At his primary job, he now budgets an hour for coffee meetings he once crammed into 30 minutes. The slower pace produces more creative sparks, he says.
Burning out
It’s one thing to transfer time saved to a second job or professional-development course. It’s another to actually work less.
History is not on employees’ side in this regard.

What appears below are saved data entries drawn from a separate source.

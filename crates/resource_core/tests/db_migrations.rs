use resource_core::db::migrations::latest_version;
use resource_core::db::{open_db, open_db_in_memory, DbError};
use rusqlite::Connection;

fn user_version(conn: &Connection) -> u32 {
    conn.query_row("PRAGMA user_version;", [], |row| row.get(0))
        .unwrap()
}

#[test]
fn in_memory_db_is_fully_migrated() {
    let conn = open_db_in_memory().unwrap();
    assert_eq!(user_version(&conn), latest_version());

    let tables: i64 = conn
        .query_row(
            "SELECT COUNT(*) FROM sqlite_master WHERE type = 'table' AND name = 'resources';",
            [],
            |row| row.get(0),
        )
        .unwrap();
    assert_eq!(tables, 1);
}

#[test]
fn reopening_a_file_db_is_idempotent() {
    let dir = tempfile::tempdir().unwrap();
    let path = dir.path().join("resources.sqlite3");

    drop(open_db(&path).unwrap());
    let conn = open_db(&path).unwrap();

    assert_eq!(user_version(&conn), latest_version());
}

#[test]
fn newer_schema_version_is_rejected() {
    let dir = tempfile::tempdir().unwrap();
    let path = dir.path().join("future.sqlite3");
    {
        let conn = Connection::open(&path).unwrap();
        conn.execute_batch(&format!("PRAGMA user_version = {};", latest_version() + 1))
            .unwrap();
    }

    let err = open_db(&path).unwrap_err();
    assert!(matches!(
        err,
        DbError::UnsupportedSchemaVersion { db_version, latest_supported }
            if db_version == latest_version() + 1 && latest_supported == latest_version()
    ));
}

#[test]
fn attributes_column_rejects_invalid_json() {
    let conn = open_db_in_memory().unwrap();
    let result = conn.execute(
        "INSERT INTO resources (id, resource_type, attributes) VALUES ('x', 'posts', 'not json');",
        [],
    );
    assert!(result.is_err());
}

“New technologies that speed up aspects of knowledge work tend to just lead to faster-paced knowledge work,” says Cal Newport, the “Slow Productivity” author who advocates working at a natural pace to do fewer tasks well. “The advent of PCs and email to the office, for example, led only to explosions in the average employee’s workload.”
This is partly because output is hard to measure in many jobs, so companies often use time as a proxy.
The best bet for people hoping to truly cut back might be for businesses to realize employees have limited reserves of deep concentration. AI is supposed to free us of mundane tasks so we can focus on the important things, but can we really think big thoughts eight hours a day, five days a week?
“It’s quite possible that by taking the low-demand stuff off our plates we’re piling up too much high-demand stuff,” says economist and sociologist Juliet Schor, whose new book, “Four Days a Week,” chronicles companies’ experiments with reduced schedules.
She worries U.S. workers’ already-high rates of stress and burnout could get worse if they are expected to work long hours at AI-aided levels of efficiency. Most of the businesses she studied that tried four-day workweeks found their employees could accomplish as much as they used to, or more, if given an extra day to recharge.
But pared-down schedules remain far from mainstream. For that to change, workers might first have to be pushed to their breaking points. Companies will respond if—perhaps only if—their AI productivity drives backfire.